Récemment, des débats internes à Wikipédia ont mis en lumière le fossé idéologique qui traverse la communauté française en coulisse. D’un côté, quelques contributeurs influents qui tentent de pousser les règles de l’écriture inclusive, proscrivent l’usage du deadname (état civil abandonné par personne ayant choisi de changer de genre) et imposent le recours au pronom personnel non genré « iel ». Un petit clan qui est aussi à la manœuvre sur les sujets traditionnels de l’extrême gauche radicale anticapitaliste (au sein du « projet anti-pub » notamment), dont certains membres vont jusqu’à considérer que la science (inféodée aux « puissances d’argent ») ne peut pas être légitime.
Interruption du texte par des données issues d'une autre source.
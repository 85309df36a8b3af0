//! The declared-type graph.
//!
//! Types are arena-interned: declaring a type yields a [`TypeId`] and the id
//! is the identity used by every later comparison. Aliases are ordinary
//! declarations pointing at an earlier one; `resolve_alias` follows the chain
//! to the underlying declaration. Alias cycles are rejected upstream by name
//! resolution, so chains here are finite.

use indexmap::IndexMap;
use serde::Serialize;

/// A lightweight handle to a type declaration.
///
/// Comparing two ids is O(1) and compares declaration identity, never
/// structure.
#[derive(Clone, Copy, PartialEq, Eq, Hash, Debug, Serialize)]
pub struct TypeId(u32);

impl TypeId {
    /// Raw index for serialization/debugging.
    #[inline]
    pub fn as_u32(self) -> u32 {
        self.0
    }

    /// Create a TypeId from a raw index. Use only for deserialization.
    #[inline]
    pub fn from_raw(index: u32) -> Self {
        Self(index)
    }

    #[inline]
    pub fn index(self) -> usize {
        self.0 as usize
    }
}

/// Builtin scalar types, pre-registered by [`TypeTable::new`].
#[derive(Clone, Copy, PartialEq, Eq, Hash, Debug, Serialize)]
pub enum PrimitiveType {
    Integer,
    Float,
    Boolean,
    Charstring,
    Octetstring,
    Verdict,
}

impl PrimitiveType {
    pub const ALL: [PrimitiveType; 6] = [
        PrimitiveType::Integer,
        PrimitiveType::Float,
        PrimitiveType::Boolean,
        PrimitiveType::Charstring,
        PrimitiveType::Octetstring,
        PrimitiveType::Verdict,
    ];

    pub fn name(self) -> &'static str {
        match self {
            PrimitiveType::Integer => "integer",
            PrimitiveType::Float => "float",
            PrimitiveType::Boolean => "boolean",
            PrimitiveType::Charstring => "charstring",
            PrimitiveType::Octetstring => "octetstring",
            PrimitiveType::Verdict => "verdict",
        }
    }
}

/// An array dimension. Arrays are not necessarily zero-based.
///
/// Dimension identity is size AND offset; two dimensions with the same size
/// but different offsets are distinct.
#[derive(Clone, Copy, PartialEq, Eq, Hash, Debug, Serialize)]
pub struct Dimension {
    pub size: u64,
    pub offset: i64,
}

impl Dimension {
    pub fn new(size: u64, offset: i64) -> Self {
        Self { size, offset }
    }

    pub fn is_identical(self, other: Dimension) -> bool {
        self == other
    }
}

/// A named member of a record, set, or choice.
#[derive(Clone, PartialEq, Eq, Debug, Serialize)]
pub struct Field {
    pub name: String,
    pub ty: TypeId,
    pub optional: bool,
}

impl Field {
    pub fn required(name: impl Into<String>, ty: TypeId) -> Self {
        Self {
            name: name.into(),
            ty,
            optional: false,
        }
    }

    pub fn optional(name: impl Into<String>, ty: TypeId) -> Self {
        Self {
            name: name.into(),
            ty,
            optional: true,
        }
    }
}

/// The closed set of type shapes.
#[derive(Clone, PartialEq, Eq, Debug, Serialize)]
pub enum TypeKind {
    Primitive(PrimitiveType),
    /// Fixed-size, possibly non-zero-based sequence of one element type.
    Array { element: TypeId, dimension: Dimension },
    /// Fixed, ordered, named fields.
    Record { fields: Vec<Field> },
    /// Unbounded homogeneous sequence.
    RecordOf { element: TypeId },
    /// Unordered named fields.
    Set { fields: Vec<Field> },
    /// Unbounded homogeneous unordered collection.
    SetOf { element: TypeId },
    /// Exactly one of the named alternatives is chosen at runtime.
    Choice { alternatives: Vec<Field> },
    /// Open variant over the listed alternatives.
    Anytype { alternatives: Vec<Field> },
    /// Another name for an earlier declaration.
    Alias { target: TypeId },
}

impl TypeKind {
    /// Short kind name used in diagnostics.
    pub fn describe(&self) -> &'static str {
        match self {
            TypeKind::Primitive(_) => "primitive",
            TypeKind::Array { .. } => "array",
            TypeKind::Record { .. } => "record",
            TypeKind::RecordOf { .. } => "record of",
            TypeKind::Set { .. } => "set",
            TypeKind::SetOf { .. } => "set of",
            TypeKind::Choice { .. } => "union",
            TypeKind::Anytype { .. } => "anytype",
            TypeKind::Alias { .. } => "alias",
        }
    }

    pub fn is_alias(&self) -> bool {
        matches!(self, TypeKind::Alias { .. })
    }
}

/// One declared type.
#[derive(Clone, Debug, Serialize)]
pub struct TypeNode {
    pub name: String,
    kind: Option<TypeKind>,
    erroneous: bool,
}

impl TypeNode {
    /// The shape of this declaration.
    ///
    /// # Panics
    /// Panics if the declaration was reserved but never defined.
    pub fn kind(&self) -> &TypeKind {
        self.kind
            .as_ref()
            .expect("reserved type must be defined before use")
    }

    pub fn is_erroneous(&self) -> bool {
        self.erroneous
    }
}

/// Arena of type declarations.
///
/// Builtin primitives are pre-registered at fixed ids. Mutually recursive
/// declarations are built in two steps: `reserve` the name, reference the id
/// from other declarations, then `define` the shape.
#[derive(Clone, Debug, Default, Serialize)]
pub struct TypeTable {
    nodes: Vec<TypeNode>,
    by_name: IndexMap<String, TypeId>,
}

impl TypeTable {
    pub fn new() -> Self {
        let mut table = Self::default();
        for prim in PrimitiveType::ALL {
            let id = table.declare(prim.name(), TypeKind::Primitive(prim));
            debug_assert_eq!(id.index(), prim as usize);
        }
        table
    }

    /// The pre-registered declaration of a builtin primitive.
    pub fn primitive(&self, prim: PrimitiveType) -> TypeId {
        TypeId(prim as u32)
    }

    /// Declare a type with a known shape.
    pub fn declare(&mut self, name: impl Into<String>, kind: TypeKind) -> TypeId {
        let id = self.reserve(name);
        self.define(id, kind);
        id
    }

    /// Reserve a declaration so recursive types can reference it before its
    /// shape is known. Using the id before `define` is an internal error.
    pub fn reserve(&mut self, name: impl Into<String>) -> TypeId {
        let name = name.into();
        let id = TypeId(self.nodes.len() as u32);
        self.by_name.insert(name.clone(), id);
        self.nodes.push(TypeNode {
            name,
            kind: None,
            erroneous: false,
        });
        id
    }

    /// Give a reserved declaration its shape.
    pub fn define(&mut self, id: TypeId, kind: TypeKind) {
        let node = &mut self.nodes[id.index()];
        debug_assert!(node.kind.is_none(), "type defined twice");
        node.kind = Some(kind);
    }

    pub fn len(&self) -> usize {
        self.nodes.len()
    }

    pub fn is_empty(&self) -> bool {
        self.nodes.is_empty()
    }

    pub fn node(&self, id: TypeId) -> &TypeNode {
        &self.nodes[id.index()]
    }

    pub fn kind(&self, id: TypeId) -> &TypeKind {
        self.nodes[id.index()].kind()
    }

    pub fn name(&self, id: TypeId) -> &str {
        &self.nodes[id.index()].name
    }

    pub fn lookup(&self, name: &str) -> Option<TypeId> {
        self.by_name.get(name).copied()
    }

    /// Mark a declaration erroneous. Erroneous types suppress all further
    /// diagnostics derived from them.
    pub fn mark_erroneous(&mut self, id: TypeId) {
        self.nodes[id.index()].erroneous = true;
    }

    pub fn is_erroneous(&self, id: TypeId) -> bool {
        self.nodes[id.index()].erroneous
    }

    /// Follow alias declarations to the underlying one.
    ///
    /// Chains are acyclic (name resolution rejects alias cycles); the hop
    /// bound only guards against malformed input escaping an infinite loop.
    pub fn resolve_alias(&self, id: TypeId) -> TypeId {
        let mut current = id;
        for _ in 0..self.nodes.len() {
            match self.nodes[current.index()].kind() {
                TypeKind::Alias { target } => current = *target,
                _ => return current,
            }
        }
        current
    }

    /// The element type of an array, record-of, or set-of declaration.
    pub fn element_type(&self, id: TypeId) -> Option<TypeId> {
        match self.kind(id) {
            TypeKind::Array { element, .. }
            | TypeKind::RecordOf { element }
            | TypeKind::SetOf { element } => Some(*element),
            _ => None,
        }
    }

    /// The fields or alternatives of a named-member declaration.
    pub fn fields(&self, id: TypeId) -> Option<&[Field]> {
        match self.kind(id) {
            TypeKind::Record { fields }
            | TypeKind::Set { fields }
            | TypeKind::Choice {
                alternatives: fields,
            }
            | TypeKind::Anytype {
                alternatives: fields,
            } => Some(fields),
            _ => None,
        }
    }

    /// The dimension of an array declaration.
    pub fn dimension(&self, id: TypeId) -> Option<Dimension> {
        match self.kind(id) {
            TypeKind::Array { dimension, .. } => Some(*dimension),
            _ => None,
        }
    }
}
En face, les contributeurs historiques de l’encyclopédie, qui adoptent plutôt une ligne universaliste, et s’émeuvent que les principes de Wikipédia soient tordus au bénéfice d’un agenda idéologique. Un face à face que les chercheurs Guillaume Carbou et Gilles Sahut, dans un article consacré aux Désaccords éditoriaux dans Wikipédia, analysent comme reflétant des « tensions entre régimes épistémiques ».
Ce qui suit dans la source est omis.